Larissa was behind me, so I couldn’t see her in the mirror, but I could somehow feel her glaring at her mother anyway.
“So, do you have a girlfriend?” Nancy asked me wryly.
“Uh, no, not right now.”
“Why not?”
“Mom…” Larissa’s voice was a warning.
Nancy let out a dramatic sigh, like Larissa was ruining her fun from the back seat.
“I’m just taking a little break right now from dating,” I said, changing lanes.
“Huh.” She sniffed the sleeve of her sweater. “This smells like soup. Larissa, are you cooking without the fan on again? All my clothes smell like onions.”
I didn’t smell soup. I did smell smoke, though.
“I didn’t cook anything without the fan on, Mom.”
She sniffed her sleeve again. “You probably smell like soup, too, if it’s on me. Smell your hoodie.”
No answer from the back seat.
I couldn’t tell you how I knew it, but I sensed that Larissa was about to cry.
“Do you like podcasts?” I asked, changing the subject.
“Sometimes…” Nancy said.
“You’ll love this,” I said, turning on the radio.
I put on a comedy series I sometimes listened to on the way to the pharmacy and I turned it up enough that her mom couldn’t keep talking. Thankfully it worked.
When we pulled up to the patient drop-off, Larissa’s mom got out and then Larissa leaned into the open door. “Thank you.”
“I’m just going to park the car and then I’ll meet you inside,” I said.
“Oh, you don’t have to do that.”
“Mike asked me to stay with you—”
“I’m fine. Really, I am. Thank you so much. I can get a rideshare back.”
Then she closed the door before I could argue and started walking her mom to the automatic doors.
I waited for a minute, watching her go like she might spin around and change her mind.
She didn’t.
I know I should have been relieved that I’d just gotten my day back, but I wasn’t. Mike had seemed adamant that he didn’t want her alone.
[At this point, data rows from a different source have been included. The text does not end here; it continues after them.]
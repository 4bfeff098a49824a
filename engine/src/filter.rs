//! FILENAME: engine/src/filter.rs
//! PURPOSE: Record filters from the filter shelf and from sibling views.
//! CONTEXT: Shelf filters and dashboard filters are ANDed together before
//! grouping. Top-N filters rank aggregated rows, so they pass through here
//! untouched and are applied by the pipeline after aggregation.

use crate::record::Record;
use crate::value::{deserialize_id, Value};
use serde::{Deserialize, Serialize};
use std::collections::BTreeMap;

// ============================================================================
// SHELF FILTERS
// ============================================================================

#[derive(Debug, Clone, PartialEq, Serialize, Deserialize)]
pub struct Filter {
    pub field: String,
    #[serde(flatten)]
    pub kind: FilterKind,
}

/// Predicate selected by the filter's `mode` key.
#[derive(Debug, Clone, PartialEq, Serialize, Deserialize)]
#[serde(tag = "mode", rename_all = "camelCase")]
pub enum FilterKind {
    /// Keep records whose value is one of `values` (strict equality).
    Dimension {
        #[serde(default)]
        values: Vec<Value>,
    },
    /// Keep records whose numeric value lies in `[min, max]`.
    Range { min: f64, max: f64 },
    /// Keep the `n` aggregated rows ranking highest on `by`.
    TopN { n: usize, by: String },
    /// Modes this engine does not know pass every record.
    #[serde(other)]
    Unknown,
}

impl Filter {
    pub fn dimension(field: impl Into<String>, values: Vec<Value>) -> Self {
        Filter {
            field: field.into(),
            kind: FilterKind::Dimension { values },
        }
    }

    pub fn range(field: impl Into<String>, min: f64, max: f64) -> Self {
        Filter {
            field: field.into(),
            kind: FilterKind::Range { min, max },
        }
    }

    pub fn top_n(field: impl Into<String>, n: usize, by: impl Into<String>) -> Self {
        Filter {
            field: field.into(),
            kind: FilterKind::TopN { n, by: by.into() },
        }
    }

    /// Record-level predicate. Top-N and unknown modes always pass.
    pub fn matches(&self, record: &Record) -> bool {
        let value = record.value(&self.field);
        match &self.kind {
            FilterKind::Dimension { values } => values.contains(value),
            FilterKind::Range { min, max } => value
                .as_number()
                .is_some_and(|n| *min <= n && n <= *max),
            FilterKind::TopN { .. } | FilterKind::Unknown => true,
        }
    }
}

/// The first top-N filter on the shelf, as `(n, by)`.
pub fn find_top_n(filters: &[Filter]) -> Option<(usize, &str)> {
    filters.iter().find_map(|f| match &f.kind {
        FilterKind::TopN { n, by } => Some((*n, by.as_str())),
        _ => None,
    })
}

// ============================================================================
// DASHBOARD FILTERS
// ============================================================================

/// An equality filter injected by a selection in another view.
#[derive(Debug, Clone, PartialEq, Serialize, Deserialize)]
#[serde(rename_all = "camelCase")]
pub struct DashboardFilter {
    pub field: String,
    #[serde(default)]
    pub value: Value,
    /// Id of the view the selection was made in.
    #[serde(default, deserialize_with = "deserialize_id")]
    pub source_id: String,
}

impl DashboardFilter {
    pub fn matches(&self, record: &Record) -> bool {
        record.value(&self.field) == &self.value
    }
}

/// Dashboard filters arrive either keyed by filter id or as a plain list.
#[derive(Debug, Clone, PartialEq, Serialize, Deserialize)]
#[serde(untagged)]
pub enum DashboardFilters {
    Keyed(BTreeMap<String, DashboardFilter>),
    List(Vec<DashboardFilter>),
}

impl Default for DashboardFilters {
    fn default() -> Self {
        DashboardFilters::List(Vec::new())
    }
}

impl DashboardFilters {
    pub fn into_vec(self) -> Vec<DashboardFilter> {
        match self {
            DashboardFilters::Keyed(map) => map.into_values().collect(),
            DashboardFilters::List(list) => list,
        }
    }
}

// ============================================================================
// APPLICATION
// ============================================================================

/// Applies shelf filters, then the dashboard filters that did not originate
/// in `view_id`. A view never filters itself.
pub fn apply_filters(
    mut records: Vec<Record>,
    filters: &[Filter],
    dashboard_filters: &[DashboardFilter],
    view_id: &str,
) -> Vec<Record> {
    let foreign: Vec<&DashboardFilter> = dashboard_filters
        .iter()
        .filter(|df| df.source_id != view_id)
        .collect();

    if filters.is_empty() && foreign.is_empty() {
        return records;
    }

    let before = records.len();
    records.retain(|record| {
        filters.iter().all(|f| f.matches(record)) && foreign.iter().all(|df| df.matches(record))
    });

    log::debug!(
        target: "FILTER",
        "view '{}': {} shelf + {} dashboard filters kept {}/{} records",
        view_id,
        filters.len(),
        foreign.len(),
        records.len(),
        before
    );
    records
}
//! FILENAME: engine/src/field.rs
//! Field descriptors - how a dataset column is placed on a shelf.
//!
//! A descriptor names a column, says whether it is grouped on (dimension) or
//! reduced (measure), and carries the date drill level, the aggregation and,
//! for calculated measures, the formula.

use crate::error::{EngineError, EngineResult};
use parser::AggregateFunction;
use serde::{Deserialize, Deserializer, Serialize, Serializer};
use std::fmt;
use std::str::FromStr;

// ============================================================================
// ROLES AND LEVELS
// ============================================================================

#[derive(Debug, Clone, Copy, PartialEq, Eq, Hash, Serialize, Deserialize)]
#[serde(rename_all = "lowercase")]
pub enum FieldRole {
    Dimension,
    Measure,
}

impl Default for FieldRole {
    fn default() -> Self {
        FieldRole::Dimension
    }
}

/// Date granularity for a date field placed on a shelf.
#[derive(Debug, Clone, Copy, PartialEq, Eq, Hash, Serialize, Deserialize)]
#[serde(rename_all = "lowercase")]
pub enum DrillLevel {
    Year,
    Quarter,
    Month,
}

impl DrillLevel {
    pub fn as_str(&self) -> &'static str {
        match self {
            DrillLevel::Year => "year",
            DrillLevel::Quarter => "quarter",
            DrillLevel::Month => "month",
        }
    }
}

impl fmt::Display for DrillLevel {
    fn fmt(&self, f: &mut fmt::Formatter<'_>) -> fmt::Result {
        f.write_str(self.as_str())
    }
}

// ============================================================================
// AGGREGATION
// ============================================================================

/// Reducer applied to a measure within a group. Unrecognized names are kept
/// verbatim and reduce to no value.
#[derive(Debug, Clone, PartialEq, Eq, Hash)]
pub enum Aggregation {
    Sum,
    Avg,
    Count,
    CountDistinct,
    Min,
    Max,
    Median,
    StdDev,
    Var,
    Other(String),
}

impl Default for Aggregation {
    fn default() -> Self {
        Aggregation::Sum
    }
}

impl Aggregation {
    /// Configuration names are matched case-insensitively.
    pub fn from_name(name: &str) -> Self {
        let upper = name.trim().to_ascii_uppercase();
        AggregateFunction::from_name(&upper)
            .map(Aggregation::from)
            .unwrap_or_else(|| Aggregation::Other(name.to_string()))
    }

    pub fn name(&self) -> &str {
        match self {
            Aggregation::Sum => "SUM",
            Aggregation::Avg => "AVG",
            Aggregation::Count => "COUNT",
            Aggregation::CountDistinct => "COUNTD",
            Aggregation::Min => "MIN",
            Aggregation::Max => "MAX",
            Aggregation::Median => "MEDIAN",
            Aggregation::StdDev => "STDEV",
            Aggregation::Var => "VAR",
            Aggregation::Other(name) => name,
        }
    }

    /// Whether an empty numeric input reduces to 0 rather than to no value.
    pub fn zero_when_empty(&self) -> bool {
        matches!(self, Aggregation::Sum | Aggregation::Avg | Aggregation::Count)
    }
}

impl From<AggregateFunction> for Aggregation {
    fn from(function: AggregateFunction) -> Self {
        match function {
            AggregateFunction::Sum => Aggregation::Sum,
            AggregateFunction::Avg => Aggregation::Avg,
            AggregateFunction::Count => Aggregation::Count,
            AggregateFunction::CountDistinct => Aggregation::CountDistinct,
            AggregateFunction::Min => Aggregation::Min,
            AggregateFunction::Max => Aggregation::Max,
            AggregateFunction::Median => Aggregation::Median,
            AggregateFunction::StdDev => Aggregation::StdDev,
            AggregateFunction::Var => Aggregation::Var,
        }
    }
}

impl FromStr for Aggregation {
    type Err = EngineError;

    /// Strict parse: unrecognized names are an error.
    fn from_str(s: &str) -> Result<Self, Self::Err> {
        match Aggregation::from_name(s) {
            Aggregation::Other(_) => Err(EngineError::InvalidField(format!("unknown aggregation '{}'", s))),
            known => Ok(known),
        }
    }
}

impl fmt::Display for Aggregation {
    fn fmt(&self, f: &mut fmt::Formatter<'_>) -> fmt::Result {
        f.write_str(self.name())
    }
}

impl Serialize for Aggregation {
    fn serialize<S: Serializer>(&self, serializer: S) -> Result<S::Ok, S::Error> {
        serializer.serialize_str(self.name())
    }
}

impl<'de> Deserialize<'de> for Aggregation {
    fn deserialize<D: Deserializer<'de>>(deserializer: D) -> Result<Self, D::Error> {
        let name = String::deserialize(deserializer)?;
        Ok(Aggregation::from_name(&name))
    }
}

// ============================================================================
// FIELD DESCRIPTOR
// ============================================================================

/// A column placed on a shelf.
#[derive(Debug, Clone, PartialEq, Default, Serialize, Deserialize)]
#[serde(rename_all = "camelCase", default)]
pub struct FieldDescriptor {
    pub name: String,

    /// Also accepted under the key `type`.
    #[serde(alias = "type")]
    pub role: FieldRole,

    pub is_date: bool,

    #[serde(skip_serializing_if = "Option::is_none")]
    pub drill_level: Option<DrillLevel>,

    pub is_calculated: bool,

    #[serde(skip_serializing_if = "Option::is_none")]
    pub formula: Option<String>,

    #[serde(skip_serializing_if = "Option::is_none")]
    pub aggregation: Option<Aggregation>,
}

impl FieldDescriptor {
    pub fn dimension(name: impl Into<String>) -> Self {
        FieldDescriptor {
            name: name.into(),
            role: FieldRole::Dimension,
            ..Default::default()
        }
    }

    pub fn measure(name: impl Into<String>) -> Self {
        FieldDescriptor {
            name: name.into(),
            role: FieldRole::Measure,
            ..Default::default()
        }
    }

    pub fn date(name: impl Into<String>, level: DrillLevel) -> Self {
        FieldDescriptor {
            name: name.into(),
            role: FieldRole::Dimension,
            is_date: true,
            drill_level: Some(level),
            ..Default::default()
        }
    }

    pub fn calculated(name: impl Into<String>, formula: impl Into<String>) -> Self {
        FieldDescriptor {
            name: name.into(),
            role: FieldRole::Measure,
            is_calculated: true,
            formula: Some(formula.into()),
            ..Default::default()
        }
    }

    pub fn with_aggregation(mut self, aggregation: Aggregation) -> Self {
        self.aggregation = Some(aggregation);
        self
    }

    pub fn is_dimension(&self) -> bool {
        self.role == FieldRole::Dimension
    }

    pub fn is_measure(&self) -> bool {
        self.role == FieldRole::Measure
    }

    /// The column this descriptor reads after date derivation:
    /// `"Order Date (quarter)"` for a drilled date field, else the name.
    pub fn effective_name(&self) -> String {
        match (self.is_date, self.drill_level) {
            (true, Some(level)) => format!("{} ({})", self.name, level),
            _ => self.name.clone(),
        }
    }

    /// Date fields for interval charts: flagged as dates, or named like one.
    pub fn looks_like_date(&self) -> bool {
        self.is_date || self.name.to_lowercase().contains("date")
    }

    pub fn validate(&self) -> EngineResult<()> {
        if self.is_calculated {
            if self.formula.as_deref().map_or(true, |f| f.trim().is_empty()) {
                return Err(EngineError::InvalidField(format!(
                    "calculated field '{}' has no formula",
                    self.name
                )));
            }
            if self.role != FieldRole::Measure {
                return Err(EngineError::InvalidField(format!(
                    "calculated field '{}' must be a measure",
                    self.name
                )));
            }
        }
        Ok(())
    }
}

#[cfg(test)]
mod tests {
    use super::*;

    #[test]
    fn role_is_read_from_type_key() {
        let field: FieldDescriptor =
            serde_json::from_str(r#"{"name": "Sales", "type": "measure", "aggregation": "avg"}"#)
                .unwrap();
        assert_eq!(field.role, FieldRole::Measure);
        assert_eq!(field.aggregation, Some(Aggregation::Avg));
    }

    #[test]
    fn unknown_aggregation_is_kept_verbatim() {
        let field: FieldDescriptor =
            serde_json::from_str(r#"{"name": "Sales", "aggregation": "MODE"}"#).unwrap();
        assert_eq!(field.aggregation, Some(Aggregation::Other("MODE".to_string())));
        assert_eq!(serde_json::to_value(&field).unwrap()["aggregation"], "MODE");

        assert!("MODE".parse::<Aggregation>().is_err());
        assert_eq!("Countd".parse::<Aggregation>().unwrap(), Aggregation::CountDistinct);
    }

    #[test]
    fn effective_name_includes_drill_level() {
        let date = FieldDescriptor::date("Order Date", DrillLevel::Quarter);
        assert_eq!(date.effective_name(), "Order Date (quarter)");

        let mut undrilled = FieldDescriptor::dimension("Order Date");
        undrilled.is_date = true;
        assert_eq!(undrilled.effective_name(), "Order Date");
    }

    #[test]
    fn calculated_fields_need_formula_and_measure_role() {
        assert!(FieldDescriptor::calculated("Profit", "[Rev] - [Cost]").validate().is_ok());

        let mut no_formula = FieldDescriptor::calculated("Profit", "");
        assert!(matches!(no_formula.validate(), Err(EngineError::InvalidField(_))));

        no_formula.formula = Some("[Rev]".to_string());
        no_formula.role = FieldRole::Dimension;
        assert!(no_formula.validate().is_err());
    }

    #[test]
    fn date_detection_uses_flag_or_name() {
        assert!(FieldDescriptor::dimension("Ship date").looks_like_date());
        assert!(FieldDescriptor::date("Opened", DrillLevel::Year).looks_like_date());
        assert!(!FieldDescriptor::dimension("Task").looks_like_date());
    }
}
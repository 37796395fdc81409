use anyhow::Result;
use clap::Parser;
use scry::summarize::AnalyzeOptions;
use scry::{ScryConfig, run, tree_stats, tree_to_string};
use std::path::PathBuf;

#[derive(Parser, Debug)]
#[command(
    author,
    version,
    about = "Distill a repository's public surface into a structured summary",
    long_about = None
)]
struct Args {
    /// Directory to analyze
    path: Option<PathBuf>,

    /// Output file path
    #[arg(short, long)]
    output: Option<PathBuf>,

    /// Baseline revision for the changed-files diff (e.g. "main", "HEAD~1")
    #[arg(long)]
    baseline: Option<String>,

    /// Restrict analysis to these files (incremental mode; repeatable)
    #[arg(long)]
    only: Vec<PathBuf>,

    /// Add ignore pattern (glob)
    #[arg(long)]
    ignore: Vec<String>,

    /// Add include pattern (glob) - only include matching files
    #[arg(long)]
    include: Vec<String>,

    /// Skip version-control history collection
    #[arg(long)]
    no_history: bool,

    /// Print the file tree and its stats to stdout
    #[arg(long)]
    tree: bool,

    /// Verbose output
    #[arg(short, long)]
    verbose: bool,
}

fn main() -> Result<()> {
    let args = Args::parse();

    // 1. Load from file or default
    let mut config = ScryConfig::load_from_file().unwrap_or_default();

    // 2. Override with CLI args
    if let Some(p) = args.path {
        config.path = p;
    }
    if let Some(o) = args.output {
        config.output = o;
    }
    if !args.ignore.is_empty() {
        // CLI ignores ADD to config ignores
        config.ignore_patterns.extend(args.ignore);
    }
    if !args.include.is_empty() {
        config.include_patterns = args.include;
    }
    if args.no_history {
        config.no_history = true;
    }
    if args.verbose {
        config.verbose = true;
    }

    config.validate()?;

    let options = AnalyzeOptions {
        only_files: if args.only.is_empty() {
            None
        } else {
            Some(args.only)
        },
        baseline_revision: args.baseline,
    };

    let summary = run(config.clone(), options)?;

    if args.tree
        && let Some(tree) = &summary.file_tree
    {
        print!("{}", tree_to_string(tree));
        let stats = tree_stats(tree);
        println!(
            "\n{} directories, {} files ({} modules parsed)",
            stats.directories,
            stats.files,
            summary.modules.len()
        );
    }

    if config.verbose {
        println!("Summary written to {:?}", config.output);
    }

    Ok(())
}
//! Python declaration walker
//!
//! Extracts top-level functions, classes, constants, and type aliases plus
//! import statements. Visibility follows the underscore convention: names
//! starting with `_` are present but not exported.

use streaming_iterator::StreamingIterator;
use tree_sitter::{Node, Parser, Query, QueryCursor};

use crate::config::ComplexityPolicy;
use crate::core::{ExportRecord, ModuleDescriptor, SymbolKind};

use super::{MAX_ERROR_NODES, MAX_WALK_DEPTH, count_error_nodes, docstring_first_line, finalize,
            is_constant_name};

pub(crate) fn parse(source: &str, path: &str, policy: &ComplexityPolicy) -> ModuleDescriptor {
    parse_inner(source, path, policy).unwrap_or_else(|| {
        eprintln!("Warning: unparseable python source: {}", path);
        ModuleDescriptor::degraded(path)
    })
}

fn parse_inner(source: &str, path: &str, policy: &ComplexityPolicy) -> Option<ModuleDescriptor> {
    let language: tree_sitter::Language = tree_sitter_python::LANGUAGE.into();
    let mut parser = Parser::new();
    parser.set_language(&language).ok()?;
    let tree = parser.parse(source, None)?;
    let root = tree.root_node();

    if count_error_nodes(root) > MAX_ERROR_NODES {
        return None;
    }

    let src = source.as_bytes();
    let mut exports = Vec::new();

    // Top-level declarations only; decorator wrappers unwrap one level.
    let mut stack: Vec<(Node, usize)> = Vec::new();
    let mut cursor = root.walk();
    for child in root.named_children(&mut cursor) {
        stack.push((child, 0));
    }
    stack.reverse();

    while let Some((node, depth)) = stack.pop() {
        match node.kind() {
            "decorated_definition" => {
                if depth < MAX_WALK_DEPTH
                    && let Some(definition) = node.child_by_field_name("definition")
                {
                    stack.push((definition, depth + 1));
                }
            }
            "function_definition" => {
                if let Some(record) = function_record(node, src) {
                    exports.push(record);
                }
            }
            "class_definition" => {
                if let Some(record) = class_record(node, src) {
                    exports.push(record);
                }
            }
            "expression_statement" => {
                if let Some(record) = assignment_record(node, src) {
                    exports.push(record);
                }
            }
            "type_alias_statement" => {
                if let Some(record) = type_alias_record(node, src) {
                    exports.push(record);
                }
            }
            _ => {}
        }
    }

    let imports = extract_imports(root, src, &language);
    Some(finalize(path, exports, imports, policy))
}

fn text<'a>(node: Node, src: &'a [u8]) -> &'a str {
    node.utf8_text(src).unwrap_or("")
}

fn function_record(node: Node, src: &[u8]) -> Option<ExportRecord> {
    let name = text(node.child_by_field_name("name")?, src).to_string();
    let params = node
        .child_by_field_name("parameters")
        .map(|p| text(p, src).to_string())?;
    let signature = match node.child_by_field_name("return_type") {
        Some(ret) => format!("{} -> {}", params, text(ret, src)),
        None => params,
    };
    let is_async = node.child(0).is_some_and(|c| c.kind() == "async");
    let is_exported = !name.starts_with('_');

    Some(ExportRecord {
        docstring: body_docstring(node, src),
        line_number: node.start_position().row + 1,
        kind: SymbolKind::Function,
        signature: Some(signature),
        name,
        is_async,
        is_exported,
    })
}

fn class_record(node: Node, src: &[u8]) -> Option<ExportRecord> {
    let name = text(node.child_by_field_name("name")?, src).to_string();
    let signature = node
        .child_by_field_name("superclasses")
        .map(|s| text(s, src).to_string());
    let is_exported = !name.starts_with('_');

    Some(ExportRecord {
        docstring: body_docstring(node, src),
        line_number: node.start_position().row + 1,
        kind: SymbolKind::Class,
        signature,
        name,
        is_async: false,
        is_exported,
    })
}

/// Module-level assignments contribute SCREAMING_CASE constants and
/// `TypeAlias`-annotated bindings; everything else is skipped.
fn assignment_record(stmt: Node, src: &[u8]) -> Option<ExportRecord> {
    let assignment = stmt.named_child(0).filter(|n| n.kind() == "assignment")?;
    let left = assignment.child_by_field_name("left")?;
    if left.kind() != "identifier" {
        return None;
    }
    let name = text(left, src).to_string();

    let annotation = assignment
        .child_by_field_name("type")
        .map(|t| text(t, src).to_string());
    let kind = if annotation.as_deref() == Some("TypeAlias") {
        SymbolKind::Type
    } else if is_constant_name(&name) {
        SymbolKind::Constant
    } else {
        return None;
    };
    let is_exported = !name.starts_with('_');

    Some(ExportRecord {
        kind,
        signature: annotation,
        docstring: None,
        line_number: assignment.start_position().row + 1,
        is_async: false,
        is_exported,
        name,
    })
}

fn type_alias_record(node: Node, src: &[u8]) -> Option<ExportRecord> {
    // `type Vector = list[float]` - the alias name is the first named child
    let name = text(node.named_child(0)?, src).to_string();
    let is_exported = !name.starts_with('_');
    Some(ExportRecord {
        kind: SymbolKind::Type,
        signature: None,
        docstring: None,
        line_number: node.start_position().row + 1,
        is_async: false,
        is_exported,
        name,
    })
}

/// First line of a leading bare string literal in the body, if any.
fn body_docstring(node: Node, src: &[u8]) -> Option<String> {
    let body = node.child_by_field_name("body")?;
    let first = body.named_child(0)?;
    if first.kind() != "expression_statement" {
        return None;
    }
    let literal = first.named_child(0).filter(|n| n.kind() == "string")?;
    docstring_first_line(text(literal, src))
}

fn extract_imports(root: Node, src: &[u8], language: &tree_sitter::Language) -> Vec<String> {
    let query_str = r#"
        (import_statement name: (_) @import)
        (import_from_statement module_name: (_) @import)
    "#;
    let query = match Query::new(language, query_str) {
        Ok(q) => q,
        Err(_) => return Vec::new(),
    };

    let mut imports = Vec::new();
    let mut cursor = QueryCursor::new();
    let mut matches = cursor.matches(&query, root, src);
    while let Some(m) = matches.next() {
        for capture in m.captures {
            if let Ok(raw) = capture.node.utf8_text(src) {
                // "numpy as np" -> "numpy"
                let clean = match raw.find(" as ") {
                    Some(idx) => &raw[..idx],
                    None => raw,
                };
                imports.push(clean.to_string());
            }
        }
    }
    imports
}

#[cfg(test)]
mod tests {
    use super::*;
    use crate::core::ComplexityTier;

    fn parse_src(source: &str) -> ModuleDescriptor {
        parse(source, "m.py", &ComplexityPolicy::default())
    }

    #[test]
    fn test_exported_and_private_functions() {
        let module = parse_src(
            r#"
def handle(request, timeout=30):
    """Handle one request.

    Longer description.
    """
    return request


def _helper(x):
    return x
"#,
        );
        assert_eq!(module.exports.len(), 2);
        assert_eq!(module.exported().len(), 1);

        let handle = &module.exports[0];
        assert_eq!(handle.name, "handle");
        assert_eq!(handle.kind, SymbolKind::Function);
        assert_eq!(handle.signature.as_deref(), Some("(request, timeout=30)"));
        assert_eq!(handle.docstring.as_deref(), Some("Handle one request."));
        assert_eq!(handle.line_number, 2);
        assert!(handle.is_exported);
        assert!(!module.exports[1].is_exported);
    }

    #[test]
    fn test_async_and_return_annotation() {
        let module = parse_src("async def fetch(url: str) -> bytes:\n    ...\n");
        let fetch = &module.exports[0];
        assert!(fetch.is_async);
        assert_eq!(fetch.signature.as_deref(), Some("(url: str) -> bytes"));
    }

    #[test]
    fn test_class_with_heritage_and_docstring() {
        let module = parse_src(
            r#"
class Store(Base, Mixin):
    '''Key-value store.'''

    def get(self, key):
        return None
"#,
        );
        assert_eq!(module.exports.len(), 1);
        let store = &module.exports[0];
        assert_eq!(store.kind, SymbolKind::Class);
        assert_eq!(store.signature.as_deref(), Some("(Base, Mixin)"));
        assert_eq!(store.docstring.as_deref(), Some("Key-value store."));
        // Methods are not module-level exports
        assert!(!module.exports.iter().any(|e| e.name == "get"));
    }

    #[test]
    fn test_constants_and_type_aliases() {
        let module = parse_src(
            r#"
MAX_RETRIES = 3
_INTERNAL_LIMIT = 10
plain_variable = "skipped"
Row: TypeAlias = dict[str, str]
"#,
        );
        let names: Vec<&str> = module.exports.iter().map(|e| e.name.as_str()).collect();
        assert_eq!(names, vec!["MAX_RETRIES", "_INTERNAL_LIMIT", "Row"]);
        assert_eq!(module.exports[0].kind, SymbolKind::Constant);
        assert!(module.exports[0].is_exported);
        assert!(!module.exports[1].is_exported);
        assert_eq!(module.exports[2].kind, SymbolKind::Type);
    }

    #[test]
    fn test_decorated_function_is_captured() {
        let module = parse_src("@app.route('/')\ndef index():\n    return 'ok'\n");
        assert_eq!(module.exports.len(), 1);
        assert_eq!(module.exports[0].name, "index");
    }

    #[test]
    fn test_imports_extracted_and_sorted() {
        let module = parse_src(
            r#"
import os
import numpy as np
from utils import helper
from . import sibling
import os
"#,
        );
        assert!(module.imports.contains(&"os".to_string()));
        assert!(module.imports.contains(&"numpy".to_string()));
        assert!(module.imports.contains(&"utils".to_string()));
        assert_eq!(
            module.imports.iter().filter(|i| i.as_str() == "os").count(),
            1
        );
        let mut sorted = module.imports.clone();
        sorted.sort();
        assert_eq!(module.imports, sorted);
    }

    #[test]
    fn test_truncated_source_degrades_to_empty() {
        let garbage = format!(
            "def broken(a, b\n    return a ???\n\nclass Also(:\n{}",
            "))) wat @@@ ::: (((\n".repeat(12)
        );
        let module = parse_src(&garbage);
        assert!(module.exports.is_empty());
        assert!(module.imports.is_empty());
        assert_eq!(module.complexity_tier, ComplexityTier::Low);
    }

    #[test]
    fn test_deeply_nested_source_does_not_overflow() {
        let source = format!("x = {}1{}\n", "(".repeat(400), ")".repeat(400));
        let module = parse_src(&source);
        assert!(module.exports.is_empty());
    }
}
It didn’t feel right leaving.
Part of me considered parking and going in anyway, but on the chance she didn’t want my company, I opted not to. I didn’t know her well enough, didn’t want to force my presence on her.
I put the car in drive and was almost to the street when I realized Nancy left her bag in the trunk. I didn’t have Larissa’s number to text her to meet me out front. I had no choice. I parked and went in.